**WHAT TO DO**
Go through the entries below and collect each line with the string "TmaxError" in it.
┄┄┄┄┄┄┄┄┄┄┄┄┄┄┄┄┄┄┄┄
pub mod regional;
pub mod tape;

use eyre::Result;
use ndarray::Array1;

use crate::error::TmaxError;
use crate::routines::settings::SimulationSettings;
use crate::structs::control::ControlSet;
use crate::structs::geometry::Geometry;
use crate::structs::targets::TargetSeries;
use crate::structs::trace::SimulationTrace;

use tape::DiffContext;

/// Everything a forward solve needs besides the controls
#[derive(Debug, Clone)]
pub struct ForwardProblem {
    pub targets: TargetSeries,
    pub geometry: Geometry,
    pub simulation: SimulationSettings,
}

impl ForwardProblem {
    pub fn new(targets: TargetSeries, geometry: Geometry, simulation: SimulationSettings) -> Self {
        ForwardProblem {
            targets,
            geometry,
            simulation,
        }
    }

    pub fn ndatapts(&self) -> usize {
        self.targets.ndatapts()
    }

    pub fn nregions(&self) -> usize {
        self.geometry.regions().len()
    }

    /// Check the measured data against the mesh, independent of any model
    pub fn check(&self) -> Result<()> {
        if let Some(strain) = self.targets.strain() {
            if strain.nregions() != self.nregions() {
                return Err(TmaxError::Configuration(format!(
                    "strain targets have {} rows but the mesh has {} regions",
                    strain.nregions(),
                    self.nregions()
                ))
                .into());
            }
        }
        Ok(())
    }

    /// Check that `trace` has one column per timepoint and one row per region
    pub fn check_trace(&self, trace: &SimulationTrace) -> Result<()> {
        let expected = (self.nregions(), self.ndatapts());
        let series = [trace.lvp.len(), trace.lvv.len()];
        let strains = [trace.ecc.dim(), trace.ell.dim(), trace.err.dim()];
        if series.iter().any(|&n| n != expected.1) || strains.iter().any(|&d| d != expected) {
            return Err(TmaxError::Configuration(format!(
                "forward model returned a trace with {} timepoints and {:?} strain entries, \
                 expected {} timepoints and {} regions",
                trace.lvp.len(),
                trace.ecc.dim(),
                expected.1,
                expected.0
            ))
            .into());
        }
        Ok(())
    }
}

/// Result of one forward solve
#[derive(Debug, Clone)]
pub struct ForwardSolution {
    /// Final state of the model, model-specific layout
    pub state: Array1<f64>,
    /// Value of the loss at the given controls
    pub objective: f64,
    pub trace: SimulationTrace,
}

/// A forward simulation of the left ventricle driven by the Tmax control fields
///
/// Implementations record one or more [tape::Block]s on `ctx` when it is annotating. The sum
/// of the recorded contributions must equal the returned objective, so that the tape's adjoint
/// is the gradient of that objective.
pub trait ForwardModel {
    /// Check that the problem is consistent with this model
    ///
    /// Called once before the first solve of a run.
    fn check(&self, _controls: &ControlSet, _problem: &ForwardProblem) -> Result<()> {
        Ok(())
    }

    /// Solve the forward problem at `controls`
    ///
    /// The returned trace holds `problem.ndatapts()` entries in `lvp` and `lvv`, and `ecc`,
    /// `ell` and `err` have one row per mesh region and one column per timepoint. Runs that
    /// receive any other shape stop with a configuration error.
    fn solve(
        &self,
        controls: &ControlSet,
        problem: &ForwardProblem,
        ctx: &mut DiffContext,
    ) -> Result<ForwardSolution>;
}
┄┄┄┄┄┄┄┄┄┄┄┄┄┄┄┄┄┄┄┄
**REPLY**
use crate::error::TmaxError;
                return Err(TmaxError::Configuration(format!(
            return Err(TmaxError::Configuration(format!(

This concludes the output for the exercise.